● **ACTIVITY**
Each line of the listing below must be retyped as given.

** DATASET CONTENT follows **

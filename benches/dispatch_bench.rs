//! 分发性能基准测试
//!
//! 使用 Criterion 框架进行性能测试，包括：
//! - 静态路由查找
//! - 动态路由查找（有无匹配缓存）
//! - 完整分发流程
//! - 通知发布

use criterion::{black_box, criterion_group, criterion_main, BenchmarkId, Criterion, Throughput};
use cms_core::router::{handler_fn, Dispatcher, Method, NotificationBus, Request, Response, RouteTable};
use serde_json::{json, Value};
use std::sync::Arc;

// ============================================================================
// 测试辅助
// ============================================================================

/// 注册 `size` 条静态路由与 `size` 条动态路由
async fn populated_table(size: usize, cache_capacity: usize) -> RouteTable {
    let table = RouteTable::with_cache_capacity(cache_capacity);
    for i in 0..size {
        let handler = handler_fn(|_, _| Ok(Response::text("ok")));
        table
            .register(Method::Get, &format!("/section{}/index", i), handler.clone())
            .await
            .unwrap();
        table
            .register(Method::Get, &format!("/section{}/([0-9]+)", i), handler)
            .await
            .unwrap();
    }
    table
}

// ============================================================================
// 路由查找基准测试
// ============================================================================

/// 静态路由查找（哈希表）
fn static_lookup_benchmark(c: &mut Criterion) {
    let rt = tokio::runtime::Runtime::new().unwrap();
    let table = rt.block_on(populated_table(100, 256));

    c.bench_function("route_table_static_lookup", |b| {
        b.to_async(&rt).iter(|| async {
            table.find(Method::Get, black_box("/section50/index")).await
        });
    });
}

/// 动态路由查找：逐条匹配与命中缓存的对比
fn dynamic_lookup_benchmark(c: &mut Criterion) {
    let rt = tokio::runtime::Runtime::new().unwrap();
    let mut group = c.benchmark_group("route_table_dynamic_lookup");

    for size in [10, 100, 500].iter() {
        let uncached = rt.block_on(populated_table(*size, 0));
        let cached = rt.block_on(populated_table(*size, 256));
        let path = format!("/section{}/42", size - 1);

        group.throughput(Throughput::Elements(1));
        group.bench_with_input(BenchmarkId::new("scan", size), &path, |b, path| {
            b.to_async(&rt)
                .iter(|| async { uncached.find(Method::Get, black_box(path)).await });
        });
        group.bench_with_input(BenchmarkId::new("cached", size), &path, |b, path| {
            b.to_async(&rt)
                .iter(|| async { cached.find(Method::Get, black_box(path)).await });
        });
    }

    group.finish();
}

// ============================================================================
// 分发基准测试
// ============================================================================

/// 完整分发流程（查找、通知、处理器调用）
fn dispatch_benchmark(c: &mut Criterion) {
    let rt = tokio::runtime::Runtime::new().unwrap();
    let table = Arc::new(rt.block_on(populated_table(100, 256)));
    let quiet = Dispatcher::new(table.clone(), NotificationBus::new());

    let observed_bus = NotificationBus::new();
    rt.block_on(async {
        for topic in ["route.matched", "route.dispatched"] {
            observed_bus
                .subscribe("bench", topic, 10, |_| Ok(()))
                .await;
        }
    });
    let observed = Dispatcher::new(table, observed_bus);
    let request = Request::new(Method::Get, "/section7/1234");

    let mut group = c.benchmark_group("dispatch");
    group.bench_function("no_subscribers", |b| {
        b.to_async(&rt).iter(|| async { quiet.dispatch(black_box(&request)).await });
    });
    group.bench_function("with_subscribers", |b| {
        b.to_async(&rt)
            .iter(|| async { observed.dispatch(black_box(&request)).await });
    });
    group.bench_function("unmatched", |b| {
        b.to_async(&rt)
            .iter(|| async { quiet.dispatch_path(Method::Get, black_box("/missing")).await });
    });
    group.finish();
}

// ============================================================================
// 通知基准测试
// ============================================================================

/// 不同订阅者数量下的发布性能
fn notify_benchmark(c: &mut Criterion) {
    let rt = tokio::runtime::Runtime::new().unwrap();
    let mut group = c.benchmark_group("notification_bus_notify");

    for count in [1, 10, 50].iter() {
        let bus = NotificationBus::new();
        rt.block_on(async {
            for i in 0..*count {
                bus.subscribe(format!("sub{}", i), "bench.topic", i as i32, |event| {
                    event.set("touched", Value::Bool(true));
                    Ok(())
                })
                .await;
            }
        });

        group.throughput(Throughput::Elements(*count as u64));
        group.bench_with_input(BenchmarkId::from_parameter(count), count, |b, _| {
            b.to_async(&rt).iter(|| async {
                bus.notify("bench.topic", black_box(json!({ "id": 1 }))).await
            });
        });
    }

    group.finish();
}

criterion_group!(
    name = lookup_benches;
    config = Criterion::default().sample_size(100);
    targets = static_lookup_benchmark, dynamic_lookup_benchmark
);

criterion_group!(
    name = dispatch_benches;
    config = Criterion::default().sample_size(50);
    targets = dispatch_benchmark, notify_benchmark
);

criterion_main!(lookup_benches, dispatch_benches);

** End of DATASET CONTENT **

● **ANSWER BELOW**
filename benches/dispatch_bench.rs
//! 分发性能基准测试
//!
//! 使用 Criterion 框架进行性能测试，包括：
//! - 静态路由查找
//! - 动态路由查找（有无匹配缓存）
//! - 完整分发流程
//! - 通知发布

use criterion::{black_box, criterion_group, criterion_main, BenchmarkId, Criterion, Throughput};
use cms_core::router::{handler_fn, Dispatcher, Method, NotificationBus, Request, Response, RouteTable};
use serde_json::{json, Value};
use std::sync::Arc;

// ============================================================================
// 测试辅助
// ============================================================================

/// 注册 `size` 条静态路由与 `size` 条动态路由
async fn populated_table(size: usize, cache_capacity: usize) -> RouteTable {
    let table = RouteTable::with_cache_capacity(cache_capacity);
    for i in 0..size {
        let handler = handler_fn(|_, _| Ok(Response::text("ok")));
        table
            .register(Method::Get, &format!("/section{}/index", i), handler.clone())
            .await
            .unwrap();
        table
            .register(Method::Get, &format!("/section{}/([0-9]+)", i), handler)
            .await
            .unwrap();
    }
    table
}

// ============================================================================
// 路由查找基准测试
// ============================================================================

/// 静态路由查找（哈希表）
fn static_lookup_benchmark(c: &mut Criterion) {
    let rt = tokio::runtime::Runtime::new().unwrap();
    let table = rt.block_on(populated_table(100, 256));

    c.bench_function("route_table_static_lookup", |b| {
        b.to_async(&rt).iter(|| async {
            table.find(Method::Get, black_box("/section50/index")).await
        });
    });
}

/// 动态路由查找：逐条匹配与命中缓存的对比
fn dynamic_lookup_benchmark(c: &mut Criterion) {
    let rt = tokio::runtime::Runtime::new().unwrap();
    let mut group = c.benchmark_group("route_table_dynamic_lookup");

    for size in [10, 100, 500].iter() {
        let uncached = rt.block_on(populated_table(*size, 0));
        let cached = rt.block_on(populated_table(*size, 256));
        let path = format!("/section{}/42", size - 1);

        group.throughput(Throughput::Elements(1));
        group.bench_with_input(BenchmarkId::new("scan", size), &path, |b, path| {
            b.to_async(&rt)
                .iter(|| async { uncached.find(Method::Get, black_box(path)).await });
        });
        group.bench_with_input(BenchmarkId::new("cached", size), &path, |b, path| {
            b.to_async(&rt)
                .iter(|| async { cached.find(Method::Get, black_box(path)).await });
        });
    }

    group.finish();
}

// ============================================================================
// 分发基准测试
// ============================================================================

/// 完整分发流程（查找、通知、处理器调用）
fn dispatch_benchmark(c: &mut Criterion) {
    let rt = tokio::runtime::Runtime::new().unwrap();
    let table = Arc::new(rt.block_on(populated_table(100, 256)));
    let quiet = Dispatcher::new(table.clone(), NotificationBus::new());

    let observed_bus = NotificationBus::new();
    rt.block_on(async {
        for topic in ["route.matched", "route.dispatched"] {
            observed_bus
                .subscribe("bench", topic, 10, |_| Ok(()))
                .await;
        }
    });
    let observed = Dispatcher::new(table, observed_bus);
    let request = Request::new(Method::Get, "/section7/1234");

    let mut group = c.benchmark_group("dispatch");
    group.bench_function("no_subscribers", |b| {
        b.to_async(&rt).iter(|| async { quiet.dispatch(black_box(&request)).await });
    });
    group.bench_function("with_subscribers", |b| {
        b.to_async(&rt)
            .iter(|| async { observed.dispatch(black_box(&request)).await });
    });
    group.bench_function("unmatched", |b| {
        b.to_async(&rt)
            .iter(|| async { quiet.dispatch_path(Method::Get, black_box("/missing")).await });
    });
    group.finish();
}

// ============================================================================
// 通知基准测试
// ============================================================================

/// 不同订阅者数量下的发布性能
fn notify_benchmark(c: &mut Criterion) {
    let rt = tokio::runtime::Runtime::new().unwrap();
    let mut group = c.benchmark_group("notification_bus_notify");

    for count in [1, 10, 50].iter() {
        let bus = NotificationBus::new();
        rt.block_on(async {
            for i in 0..*count {
                bus.subscribe(format!("sub{}", i), "bench.topic", i as i32, |event| {
                    event.set("touched", Value::Bool(true));
                    Ok(())
                })
                .await;
            }
        });

        group.throughput(Throughput::Elements(*count as u64));
        group.bench_with_input(BenchmarkId::from_parameter(count), count, |b, _| {
            b.to_async(&rt).iter(|| async {
                bus.notify("bench.topic", black_box(json!({ "id": 1 }))).await
            });
        });
    }

    group.finish();
}

criterion_group!(
    name = lookup_benches;
    config = Criterion::default().sample_size(100);
    targets = static_lookup_benchmark, dynamic_lookup_benchmark
);

criterion_group!(
    name = dispatch_benches;
    config = Criterion::default().sample_size(50);
    targets = dispatch_benchmark, notify_benchmark
);

criterion_main!(lookup_benches, dispatch_benches);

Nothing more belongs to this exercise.